Crude oil closed lower on Friday but remains above the 50% retracement level of the August-November rally crossing at 80.49. The mid-range close sets the stage for a steady opening on Monday. Stochastics and the RSI remain bearish signaling that sideways to lower prices are possible near term. If December extends the decline off last week's high, the 62% retracement level of the August-November rally crossing at 78.56 is the next downside target. Closes above the 10 day moving average crossing at 84.51 are needed to confirm that a short term low has been posted. First resistance is the 20 day moving average crossing at 84.03. Second resistance is the 10 day moving average crossing at 84.51. First support is Wednesday's low crossing at 80.06. Second support is the 62% retracement level of the August-November rally crossing at 78.56.
Natural gas closed higher on Friday as it extends this week's rally. Stochastics and the RSI are bullish signaling that sideways to higher prices are possible near term. If December renews the rally off October's low, the 38% retracement level of the June-October decline crossing at 4.362 is the next upside target. Closes below the reaction low crossing at 3.743 are needed to confirm that a short term top has been posted. First resistance is last Wednesday's high crossing at 4.249. Second resistance is the 38% retracement level of the June-October decline crossing at 4.362. First support is Monday's low crossing at 3.710. Second support is the reaction low crossing at 3.500.
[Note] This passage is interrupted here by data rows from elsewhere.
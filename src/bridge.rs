// src/bridge.rs
//
// Startup glue: command line, settings, port selection, telemetry and the
// WebSocket server, plus the Ctrl-C shutdown path.

use std::path::PathBuf;
use std::sync::Arc;

use clap::Parser;
use tokio::net::TcpListener;

use crate::credentials;
use crate::io::serial::{list_ports, open_port, select_port, SerialPortInfo};
use crate::io::{serve, Relay, RelayConfig};
use crate::logging;
use crate::settings::{self, BridgeSettings, InfluxSettings};
use crate::telemetry::{InfluxConfig, InfluxSink, InfluxWriterHandle, TelemetrySink};

/// Environment variable consulted for the InfluxDB token.
const TOKEN_ENV_VAR: &str = "TA612C_INFLUX_TOKEN";
const TOKEN_FIELD: &str = "token";

#[derive(Parser, Debug)]
#[command(name = "ta612c-bridge", version)]
#[command(about = "Bridge a TA612C thermometer's serial port to WebSocket clients")]
pub struct Cli {
    /// Serial port of the TA612C (auto-detected when omitted)
    pub port: Option<String>,

    /// Settings file (defaults to <config dir>/ta612c-bridge/bridge.toml)
    #[arg(long)]
    pub config: Option<PathBuf>,

    /// Address the WebSocket server binds to
    #[arg(long)]
    pub host: Option<String>,

    /// WebSocket server port
    #[arg(long)]
    pub ws_port: Option<u16>,

    /// Also write the log to a timestamped file in this directory
    #[arg(long)]
    pub log_dir: Option<PathBuf>,

    /// Disable InfluxDB logging even when configured
    #[arg(long)]
    pub no_influx: bool,

    /// Print the available serial ports and exit
    #[arg(long)]
    pub list_ports: bool,

    /// Read an InfluxDB token from stdin, store it in the keyring and exit
    #[arg(long, conflicts_with = "clear_token")]
    pub store_token: bool,

    /// Remove the stored InfluxDB token from the keyring and exit
    #[arg(long)]
    pub clear_token: bool,
}

/// Effective configuration after merging the command line over settings.
#[derive(Debug, Clone, PartialEq)]
pub struct BridgeConfig {
    pub serial_port: Option<String>,
    pub ws_host: String,
    pub ws_port: u16,
    pub log_dir: Option<PathBuf>,
    pub influxdb: Option<InfluxSettings>,
}

/// Command line values win over the settings file, which wins over defaults.
pub fn resolve_config(cli: &Cli, settings: BridgeSettings) -> BridgeConfig {
    BridgeConfig {
        serial_port: cli.port.clone().or(settings.serial_port),
        ws_host: cli.host.clone().unwrap_or(settings.ws_host),
        ws_port: cli.ws_port.unwrap_or(settings.ws_port),
        log_dir: cli.log_dir.clone().or(settings.log_dir),
        influxdb: if cli.no_influx { None } else { settings.influxdb },
    }
}

/// Token lookup order: settings file, environment, keyring.
/// Blank values are skipped.
fn pick_token<F>(configured: Option<&str>, env: Option<String>, keyring: F) -> Result<Option<String>, String>
where
    F: FnOnce() -> Result<Option<String>, String>,
{
    let non_blank = |s: String| {
        let trimmed = s.trim().to_string();
        (!trimmed.is_empty()).then_some(trimmed)
    };

    if let Some(token) = configured.map(str::to_string).and_then(non_blank) {
        return Ok(Some(token));
    }
    if let Some(token) = env.and_then(non_blank) {
        return Ok(Some(token));
    }
    Ok(keyring()?.and_then(non_blank))
}

fn resolve_token(influx: &InfluxSettings) -> Result<Option<String>, String> {
    pick_token(
        influx.token.as_deref(),
        std::env::var(TOKEN_ENV_VAR).ok(),
        || credentials::get_credential(&influx.credential_profile(), TOKEN_FIELD),
    )
}

/// Build the InfluxDB connection details, or explain why logging is off.
fn influx_config(influx: &InfluxSettings) -> Result<InfluxConfig, String> {
    let missing = influx.missing_fields();
    if !missing.is_empty() {
        return Err(format!("[influxdb] is missing {}", missing.join(", ")));
    }

    let token = resolve_token(influx)?.ok_or_else(|| {
        format!(
            "no token (set it in the settings file, {} or with --store-token)",
            TOKEN_ENV_VAR
        )
    })?;

    Ok(InfluxConfig {
        url: influx.url.clone(),
        org: influx.org.clone(),
        bucket: influx.bucket.clone(),
        token,
        measurement: influx.measurement.clone(),
    })
}

/// Start InfluxDB logging when configured. Any failure leaves the bridge
/// running without telemetry.
async fn start_telemetry(
    influx: Option<&InfluxSettings>,
) -> Option<(Arc<InfluxSink>, InfluxWriterHandle)> {
    let Some(influx) = influx else {
        tlog!("[influx] InfluxDB logging disabled");
        return None;
    };

    let config = match influx_config(influx) {
        Ok(config) => config,
        Err(e) => {
            tlog!("[influx] InfluxDB logging disabled: {}", e);
            return None;
        }
    };

    let target = format!("{} (org={}, bucket={})", config.url, config.org, config.bucket);
    match InfluxSink::connect(config).await {
        Ok(sink) => {
            tlog!("[influx] Logging readings to {}", target);
            Some(sink)
        }
        Err(e) => {
            tlog!("[influx] InfluxDB logging disabled, {}: {}", target, e);
            None
        }
    }
}

fn print_ports(ports: &[SerialPortInfo]) {
    if ports.is_empty() {
        println!("No serial ports found.");
        return;
    }
    for port in ports {
        println!("{}", port.describe());
    }
}

/// Keyring profile for the configured org/bucket.
fn token_profile(influx: Option<&InfluxSettings>) -> Result<String, String> {
    let influx = influx.ok_or("No [influxdb] table in the settings file")?;
    let missing = influx.missing_fields();
    if !missing.is_empty() {
        return Err(format!("[influxdb] is missing {}", missing.join(", ")));
    }
    Ok(influx.credential_profile())
}

fn store_token(influx: Option<&InfluxSettings>) -> Result<(), String> {
    let profile = token_profile(influx)?;

    let mut line = String::new();
    std::io::stdin()
        .read_line(&mut line)
        .map_err(|e| format!("Failed to read token from stdin: {}", e))?;
    let token = line.trim();
    if token.is_empty() {
        return Err("Empty token".to_string());
    }

    credentials::store_credential(&profile, TOKEN_FIELD, token)?;
    println!("Token stored for {}", profile);
    Ok(())
}

fn clear_token(influx: Option<&InfluxSettings>) -> Result<(), String> {
    let profile = token_profile(influx)?;
    credentials::delete_credential(&profile, TOKEN_FIELD)?;
    println!("Token removed for {}", profile);
    Ok(())
}

async fn run_bridge(config: BridgeConfig) -> Result<(), String> {
    let ports = match config.serial_port {
        Some(_) => Vec::new(),
        None => list_ports()?,
    };
    let port_name = select_port(config.serial_port.as_deref(), &ports)?;
    let serial = Arc::new(open_port(&port_name)?);
    tlog!("[serial] Opened {}", port_name);

    let telemetry = start_telemetry(config.influxdb.as_ref()).await;
    let (sink, writer) = match telemetry {
        Some((sink, writer)) => (Some(sink as Arc<dyn TelemetrySink>), Some(writer)),
        None => (None, None),
    };

    let listener = TcpListener::bind((config.ws_host.as_str(), config.ws_port))
        .await
        .map_err(|e| {
            format!(
                "Failed to listen on {}:{}: {}",
                config.ws_host, config.ws_port, e
            )
        })?;
    tlog!(
        "[server] Listening on ws://{}:{}",
        config.ws_host,
        config.ws_port
    );

    let relay = Arc::new(Relay::new(serial, sink, RelayConfig::default()));

    tokio::select! {
        _ = serve(listener, relay) => {}
        signal = tokio::signal::ctrl_c() => {
            if let Err(e) = signal {
                tlog!("[server] Failed to wait for Ctrl-C: {}", e);
            }
            tlog!("[server] Shutting down...");
        }
    }

    if let Some(writer) = writer {
        writer.shutdown().await;
    }
    tlog!("Bridge stopped.");
    Ok(())
}

/// Run the bridge for the given command line. Returns the process exit code.
pub fn run(cli: Cli) -> i32 {
    let settings = match settings::load_settings(cli.config.as_deref()) {
        Ok(settings) => settings,
        Err(e) => {
            tlog!("[settings] {}", e);
            return 1;
        }
    };
    let config = resolve_config(&cli, settings);

    if cli.list_ports {
        return match list_ports() {
            Ok(ports) => {
                print_ports(&ports);
                0
            }
            Err(e) => {
                tlog!("[serial] {}", e);
                1
            }
        };
    }

    if cli.store_token || cli.clear_token {
        let result = if cli.store_token {
            store_token(config.influxdb.as_ref())
        } else {
            clear_token(config.influxdb.as_ref())
        };
        return match result {
            Ok(()) => 0,
            Err(e) => {
                tlog!("[credentials] {}", e);
                1
            }
        };
    }

    if let Some(dir) = &config.log_dir {
        if let Err(e) = logging::init_file_logging(dir) {
            tlog!("[logging] {}", e);
        }
    }

    let runtime = match tokio::runtime::Builder::new_multi_thread().enable_all().build() {
        Ok(runtime) => runtime,
        Err(e) => {
            tlog!("Failed to start async runtime: {}", e);
            return 1;
        }
    };

    let code = match runtime.block_on(run_bridge(config)) {
        Ok(()) => 0,
        Err(e) => {
            tlog!("{}", e);
            1
        }
    };
    logging::stop_file_logging();
    code
}

#[cfg(test)]
mod tests {
    use super::*;

    fn parse(args: &[&str]) -> Cli {
        let mut argv = vec!["ta612c-bridge"];
        argv.extend_from_slice(args);
        Cli::try_parse_from(argv).unwrap()
    }

    fn influx_settings() -> InfluxSettings {
        InfluxSettings {
            url: "http://influx.local:8086".to_string(),
            org: "lab".to_string(),
            bucket: "sensors".to_string(),
            measurement: "ta612c".to_string(),
            token: Some("from-settings".to_string()),
        }
    }

    #[test]
    fn test_defaults_without_arguments() {
        let config = resolve_config(&parse(&[]), BridgeSettings::default());
        assert_eq!(config.serial_port, None);
        assert_eq!(config.ws_host, "localhost");
        assert_eq!(config.ws_port, 8767);
        assert_eq!(config.log_dir, None);
        assert_eq!(config.influxdb, None);
    }

    #[test]
    fn test_command_line_overrides_settings() {
        let settings = BridgeSettings {
            serial_port: Some("/dev/ttyUSB0".to_string()),
            ws_host: "0.0.0.0".to_string(),
            ws_port: 9000,
            log_dir: Some(PathBuf::from("/var/log/bridge")),
            influxdb: Some(influx_settings()),
        };

        let cli = parse(&["/dev/ttyUSB3", "--ws-port", "9100", "--no-influx"]);
        let config = resolve_config(&cli, settings);

        assert_eq!(config.serial_port.as_deref(), Some("/dev/ttyUSB3"));
        assert_eq!(config.ws_host, "0.0.0.0");
        assert_eq!(config.ws_port, 9100);
        assert_eq!(config.log_dir, Some(PathBuf::from("/var/log/bridge")));
        assert_eq!(config.influxdb, None);
    }

    #[test]
    fn test_flags_parse() {
        let cli = parse(&["--list-ports", "--host", "127.0.0.1", "--log-dir", "/tmp/logs"]);
        assert!(cli.list_ports);
        assert!(!cli.store_token);
        assert_eq!(cli.host.as_deref(), Some("127.0.0.1"));
        assert_eq!(cli.log_dir, Some(PathBuf::from("/tmp/logs")));
        assert!(Cli::try_parse_from(["ta612c-bridge", "--ws-port", "notaport"]).is_err());
        assert!(Cli::try_parse_from(["ta612c-bridge", "--store-token", "--clear-token"]).is_err());
    }

    #[test]
    fn test_token_lookup_order() {
        let keyring = || Ok(Some("from-keyring".to_string()));

        assert_eq!(
            pick_token(Some("from-settings"), Some("from-env".to_string()), keyring).unwrap(),
            Some("from-settings".to_string())
        );
        assert_eq!(
            pick_token(None, Some("from-env".to_string()), keyring).unwrap(),
            Some("from-env".to_string())
        );
        assert_eq!(
            pick_token(Some("  "), None, keyring).unwrap(),
            Some("from-keyring".to_string())
        );
        assert_eq!(pick_token(None, None, || Ok(None)).unwrap(), None);
        assert!(pick_token(None, None, || Err("locked".to_string())).is_err());
    }

    #[test]
    fn test_influx_config_from_settings() {
        let config = influx_config(&influx_settings()).unwrap();
        assert_eq!(config.url, "http://influx.local:8086");
        assert_eq!(config.token, "from-settings");
        assert_eq!(config.measurement, "ta612c");

        let mut incomplete = influx_settings();
        incomplete.bucket.clear();
        let err = influx_config(&incomplete).unwrap_err();
        assert!(err.contains("bucket"));
    }

    #[test]
    fn test_token_profile_requires_influx_table() {
        assert!(token_profile(None).is_err());
        assert_eq!(
            token_profile(Some(&influx_settings())).unwrap(),
            "influxdb/lab/sensors"
        );
    }

    #[tokio::test]
    async fn test_telemetry_disabled_without_settings() {
        assert!(start_telemetry(None).await.is_none());
    }
}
Gold closed lower on Friday and the mid-range close sets the stage for a steady opening on Monday. Stochastics and the RSI remain bearish signaling that sideways to lower prices is possible near term. If December extends the decline off last week's high, the reaction low crossing at 1315.60 is the next downside target. Closes above the 10 day moving average crossing at 1372.90 would temper the near term bearish outlook. First resistance is the 20 day moving average crossing at 1362.70. Second resistance is the 10 day moving average crossing at 1372.90. First support is Tuesday's low crossing at 1329.00. Second support is the reaction low crossing at 1315.60.
The U.S. Dollar closed lower due to profit taking on Friday as it consolidates some of this month's rally. The mid-range close sets the stage for a steady to lower opening on Monday. Stochastics and the RSI are overbought and are turning bearish hinting that a short term top might be in or is near. Closes below the 20 day moving average crossing at 77.79 are needed to confirm that a short term top has been posted. If December extends this month's rally, the 38% retracement level of this year's decline crossing at 80.54 is the next upside target. First resistance is Tuesday's high crossing at 79.59. Second resistance is the 38% retracement level of this year's decline crossing at 80.54. First support is the 20 day moving average crossing at 77.79. Second support is this month's low crossing at 75.24.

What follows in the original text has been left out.